To guide both individual sessions and the overall treatment plan, EST is organized into four dynamic priority modules:

1. Sharing: The therapist and patient collaboratively construct, revise, or update the clinical conceptualization of the patient's general functioning or specific evolutionary strategies.
2. Subjective Systems: Clinical work focuses on the intrasubjective dimensions of the shared conceptualization, primarily addressing self-to-self strategies and internal patterns.
3. Intersubjective Systems: The intervention targets the intersubjective dimensions, focusing on self-to-other relational strategies and recurrent interpersonal cycles.

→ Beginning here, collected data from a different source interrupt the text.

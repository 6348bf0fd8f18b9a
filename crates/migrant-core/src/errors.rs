use serde::ser::{Serialize, SerializeStruct, Serializer};
use thiserror::Error;

/// Result type alias using ExError
pub type Result<T> = std::result::Result<T, ExError>;

// ========== Error Facility ==========

/// Canonical error kind taxonomy
///
/// Every failure surfaced by migrant is classified by one of these kinds. Each
/// kind maps to a stable error code used by the CLI (exit codes, JSON output)
/// and by tests.
#[derive(Debug, Clone, Copy, PartialEq, Eq)]
pub enum ExErrorKind {
    // Input / configuration
    InvalidInput,
    NotFound,
    DuplicateMigration,
    Configuration,

    // Per-environment failures
    /// Environment unreachable or credentials rejected
    Connectivity,
    /// A migration body failed while executing
    Execution,
    /// Ledger records a different body checksum than the migration file has
    ChecksumMismatch,

    // Integration/IO
    Io,
    Persistence,

    // Internal
    Internal,
}

impl ExErrorKind {
    /// Get the stable error code for this kind
    pub fn code(&self) -> &'static str {
        match self {
            ExErrorKind::InvalidInput => "ERR_INVALID_INPUT",
            ExErrorKind::NotFound => "ERR_NOT_FOUND",
            ExErrorKind::DuplicateMigration => "ERR_DUPLICATE_MIGRATION",
            ExErrorKind::Configuration => "ERR_CONFIGURATION",
            ExErrorKind::Connectivity => "ERR_CONNECTIVITY",
            ExErrorKind::Execution => "ERR_EXECUTION",
            ExErrorKind::ChecksumMismatch => "ERR_CHECKSUM_MISMATCH",
            ExErrorKind::Io => "ERR_IO",
            ExErrorKind::Persistence => "ERR_PERSISTENCE",
            ExErrorKind::Internal => "ERR_INTERNAL",
        }
    }

    /// True for kinds raised before any environment is contacted
    pub fn is_input(&self) -> bool {
        matches!(
            self,
            ExErrorKind::InvalidInput
                | ExErrorKind::NotFound
                | ExErrorKind::DuplicateMigration
                | ExErrorKind::Configuration
        )
    }
}

/// Canonical structured error type
///
/// Classification fields support programmatic handling; the environment and
/// migration id pin a failure to the (migration, environment) pair it
/// happened under.
#[derive(Debug, Clone)]
pub struct ExError {
    kind: ExErrorKind,
    op: Option<String>,
    environment: Option<String>,
    migration_id: Option<String>,
    message: String,
    source: Option<Box<ExError>>,
}

impl ExError {
    /// Create a new error with the specified kind
    pub fn new(kind: ExErrorKind) -> Self {
        Self {
            kind,
            op: None,
            environment: None,
            migration_id: None,
            message: String::new(),
            source: None,
        }
    }

    /// Add operation context
    pub fn with_op(mut self, op: impl Into<String>) -> Self {
        self.op = Some(op.into());
        self
    }

    /// Add environment context
    pub fn with_environment(mut self, environment: impl Into<String>) -> Self {
        self.environment = Some(environment.into());
        self
    }

    /// Add migration context
    pub fn with_migration_id(mut self, migration_id: impl Into<String>) -> Self {
        self.migration_id = Some(migration_id.into());
        self
    }

    /// Add custom message
    pub fn with_message(mut self, message: impl Into<String>) -> Self {
        self.message = message.into();
        self
    }

    /// Add source error
    pub fn with_source(mut self, source: ExError) -> Self {
        self.source = Some(Box::new(source));
        self
    }

    /// Get the error kind
    pub fn kind(&self) -> ExErrorKind {
        self.kind
    }

    /// Get the stable error code
    pub fn code(&self) -> &'static str {
        self.kind.code()
    }

    /// Get the operation context, if any
    pub fn op(&self) -> Option<&str> {
        self.op.as_deref()
    }

    /// Get the environment context, if any
    pub fn environment(&self) -> Option<&str> {
        self.environment.as_deref()
    }

    /// Get the migration context, if any
    pub fn migration_id(&self) -> Option<&str> {
        self.migration_id.as_deref()
    }

    /// Get the error message
    pub fn message(&self) -> &str {
        &self.message
    }
}

impl std::fmt::Display for ExError {
    fn fmt(&self, f: &mut std::fmt::Formatter<'_>) -> std::fmt::Result {
        write!(f, "[{}]", self.code())?;
        if let Some(op) = &self.op {
            write!(f, " in operation '{}'", op)?;
        }
        if !self.message.is_empty() {
            write!(f, ": {}", self.message)?;
        }
        if let Some(environment) = &self.environment {
            write!(f, " (environment: {})", environment)?;
        }
        if let Some(migration_id) = &self.migration_id {
            write!(f, " (migration: {})", migration_id)?;
        }
        Ok(())
    }
}

impl std::error::Error for ExError {
    fn source(&self) -> Option<&(dyn std::error::Error + 'static)> {
        self.source
            .as_deref()
            .map(|e| e as &(dyn std::error::Error + 'static))
    }
}

impl Serialize for ExError {
    fn serialize<S: Serializer>(&self, serializer: S) -> std::result::Result<S::Ok, S::Error> {
        let mut state = serializer.serialize_struct("ExError", 6)?;
        state.serialize_field("code", self.code())?;
        state.serialize_field("op", &self.op)?;
        state.serialize_field("environment", &self.environment)?;
        state.serialize_field("migration_id", &self.migration_id)?;
        state.serialize_field("message", &self.message)?;
        state.serialize_field("source", &self.source)?;
        state.end()
    }
}

// ========== End Error Facility ==========

/// Domain error taxonomy for migrant operations
#[derive(Error, Debug, Clone, PartialEq)]
pub enum MigrantError {
    // ===== Plan Errors =====
    /// No migrations to apply
    #[error("Migration set is empty")]
    EmptyMigrationSet,

    /// Migrations are not in strictly ascending key order
    #[error("Migrations out of order: {next} follows {previous}")]
    UnorderedMigrations { previous: String, next: String },

    /// Two migrations share an ordering key
    #[error("Duplicate migration key: {migration_id}")]
    DuplicateMigration { migration_id: String },

    /// Requested migration key is not in the set
    #[error("Migration not found: {migration_id}")]
    MigrationNotFound { migration_id: String },

    /// A migration file name has no numeric ordering key
    #[error("Invalid migration file name: {file_name}")]
    InvalidMigrationFileName { file_name: String },

    /// A migration key is not a usable ordering key
    #[error("Invalid migration key: {key}")]
    InvalidMigrationKey { key: String },

    // ===== Configuration Errors =====
    /// No environments targeted
    #[error("No environments targeted")]
    NoEnvironments,

    /// The same environment was targeted twice
    #[error("Environment targeted more than once: {environment}")]
    DuplicateEnvironment { environment: String },

    /// Requested environment has no connection descriptor
    #[error("Unknown environment '{environment}' (configured: {})", .configured.join(", "))]
    UnknownEnvironment {
        environment: String,
        configured: Vec<String>,
    },

    /// Configuration could not be loaded or is incomplete
    #[error("Invalid configuration: {reason}")]
    InvalidConfiguration { reason: String },

    // ===== Per-environment Errors =====
    /// Session could not be acquired
    #[error("Cannot connect to environment {environment}: {message}")]
    ConnectionFailed {
        environment: String,
        message: String,
    },

    /// Migration body failed
    #[error("Migration {migration_id} failed on {environment}: {message}")]
    ExecutionFailed {
        environment: String,
        migration_id: String,
        message: String,
    },

    /// Ledger records a different checksum for an applied migration
    #[error("Checksum mismatch for migration {migration_id} on {environment}: recorded {recorded}, file has {actual}")]
    ChecksumMismatch {
        environment: String,
        migration_id: String,
        recorded: String,
        actual: String,
    },

    /// Ledger table could not be read or written
    #[error("Ledger operation failed on {environment}: {message}")]
    LedgerFailed {
        environment: String,
        message: String,
    },

    // ===== IO Errors =====
    /// Filesystem failure
    #[error("IO error during {op}: {message}")]
    Io { op: String, message: String },
}

impl From<MigrantError> for ExError {
    fn from(err: MigrantError) -> Self {
        let message = err.to_string();
        match err {
            MigrantError::EmptyMigrationSet
            | MigrantError::UnorderedMigrations { .. }
            | MigrantError::NoEnvironments
            | MigrantError::DuplicateEnvironment { .. } => {
                ExError::new(ExErrorKind::InvalidInput).with_message(message)
            }

            MigrantError::InvalidMigrationFileName { .. }
            | MigrantError::InvalidMigrationKey { .. } => ExError::new(ExErrorKind::InvalidInput)
                .with_op("load_migrations")
                .with_message(message),

            MigrantError::DuplicateMigration { migration_id } => {
                ExError::new(ExErrorKind::DuplicateMigration)
                    .with_migration_id(migration_id)
                    .with_message(message)
            }

            MigrantError::MigrationNotFound { migration_id } => {
                ExError::new(ExErrorKind::NotFound)
                    .with_op("select_migrations")
                    .with_migration_id(migration_id)
                    .with_message(message)
            }

            MigrantError::UnknownEnvironment { environment, .. } => {
                ExError::new(ExErrorKind::Configuration)
                    .with_op("resolve_environment")
                    .with_environment(environment)
                    .with_message(message)
            }

            MigrantError::InvalidConfiguration { .. } => ExError::new(ExErrorKind::Configuration)
                .with_op("load_config")
                .with_message(message),

            MigrantError::ConnectionFailed {
                environment,
                message: reason,
            } => ExError::new(ExErrorKind::Connectivity)
                .with_op("connect")
                .with_environment(environment)
                .with_message(reason),

            MigrantError::ExecutionFailed {
                environment,
                migration_id,
                message: reason,
            } => ExError::new(ExErrorKind::Execution)
                .with_op("apply_migration")
                .with_environment(environment)
                .with_migration_id(migration_id)
                .with_message(reason),

            MigrantError::ChecksumMismatch {
                environment,
                migration_id,
                ..
            } => ExError::new(ExErrorKind::ChecksumMismatch)
                .with_op("verify_ledger")
                .with_environment(environment)
                .with_migration_id(migration_id)
                .with_message(message),

            MigrantError::LedgerFailed {
                environment,
                message: reason,
            } => ExError::new(ExErrorKind::Persistence)
                .with_op("ledger")
                .with_environment(environment)
                .with_message(reason),

            MigrantError::Io { op, message: reason } => {
                ExError::new(ExErrorKind::Io).with_op(op).with_message(reason)
            }
        }
    }
}

#[cfg(test)]
mod tests {
    use super::*;

    #[test]
    fn test_per_environment_kind_codes() {
        let cases = [
            (ExErrorKind::Connectivity, "ERR_CONNECTIVITY"),
            (ExErrorKind::Execution, "ERR_EXECUTION"),
            (ExErrorKind::Configuration, "ERR_CONFIGURATION"),
            (ExErrorKind::ChecksumMismatch, "ERR_CHECKSUM_MISMATCH"),
        ];
        for (kind, expected_code) in cases {
            assert_eq!(kind.code(), expected_code, "Wrong code for {:?}", kind);
        }
    }

    #[test]
    fn test_input_kinds() {
        assert!(ExErrorKind::Configuration.is_input());
        assert!(ExErrorKind::NotFound.is_input());
        assert!(!ExErrorKind::Connectivity.is_input());
        assert!(!ExErrorKind::Execution.is_input());
    }

    #[test]
    fn test_display_includes_context() {
        let err = ExError::new(ExErrorKind::Execution)
            .with_op("apply_migration")
            .with_environment("main")
            .with_migration_id("076")
            .with_message("duplicate key value");

        let text = err.to_string();
        assert!(text.starts_with("[ERR_EXECUTION]"));
        assert!(text.contains("duplicate key value"));
        assert!(text.contains("environment: main"));
        assert!(text.contains("migration: 076"));
    }

    #[test]
    fn test_source_chain() {
        let inner = ExError::new(ExErrorKind::Persistence).with_message("socket closed");
        let outer = ExError::new(ExErrorKind::Connectivity).with_source(inner);

        let source = std::error::Error::source(&outer).map(|s| s.to_string());
        assert_eq!(source.as_deref(), Some("[ERR_PERSISTENCE]: socket closed"));
    }

    #[test]
    fn test_serialize_uses_stable_code() {
        let err = ExError::new(ExErrorKind::Connectivity)
            .with_environment("dev")
            .with_message("connection refused");
        let json = serde_json::to_value(&err).unwrap();

        assert_eq!(json["code"], "ERR_CONNECTIVITY");
        assert_eq!(json["environment"], "dev");
        assert_eq!(json["message"], "connection refused");
        assert!(json["migration_id"].is_null());
    }
}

4. Consolidation: The final module focuses on elaborating the meaning attributed to the therapeutic work, aiming to consolidate and generalize the newly acquired learning to the patient's daily social environment

== Efficacy ==
Empirical evidence for EST is currently based on preliminary research, primarily focusing on individual psychotherapy for personality disorders. To date, the treatment protocol has been evaluated in a limited number of clinical studies, including one randomized controlled trial (RCT), one proof-of-concept single-arm trial, and several case series, encompassing a small overall sample size. Research has predominantly involved young adults diagnosed with various personality disorders, with a specific focus on Cluster A personality pathology. Preliminary findings report positive outcomes, including high remission rates and consistent reductions in both general psychopathology and specific indices of personality pathology. However, current literature notes that the limited number of studies and small sample sizes preclude broad generalizations about its overall clinical utility, necessitating further large-scale research to firmly establish its efficacy.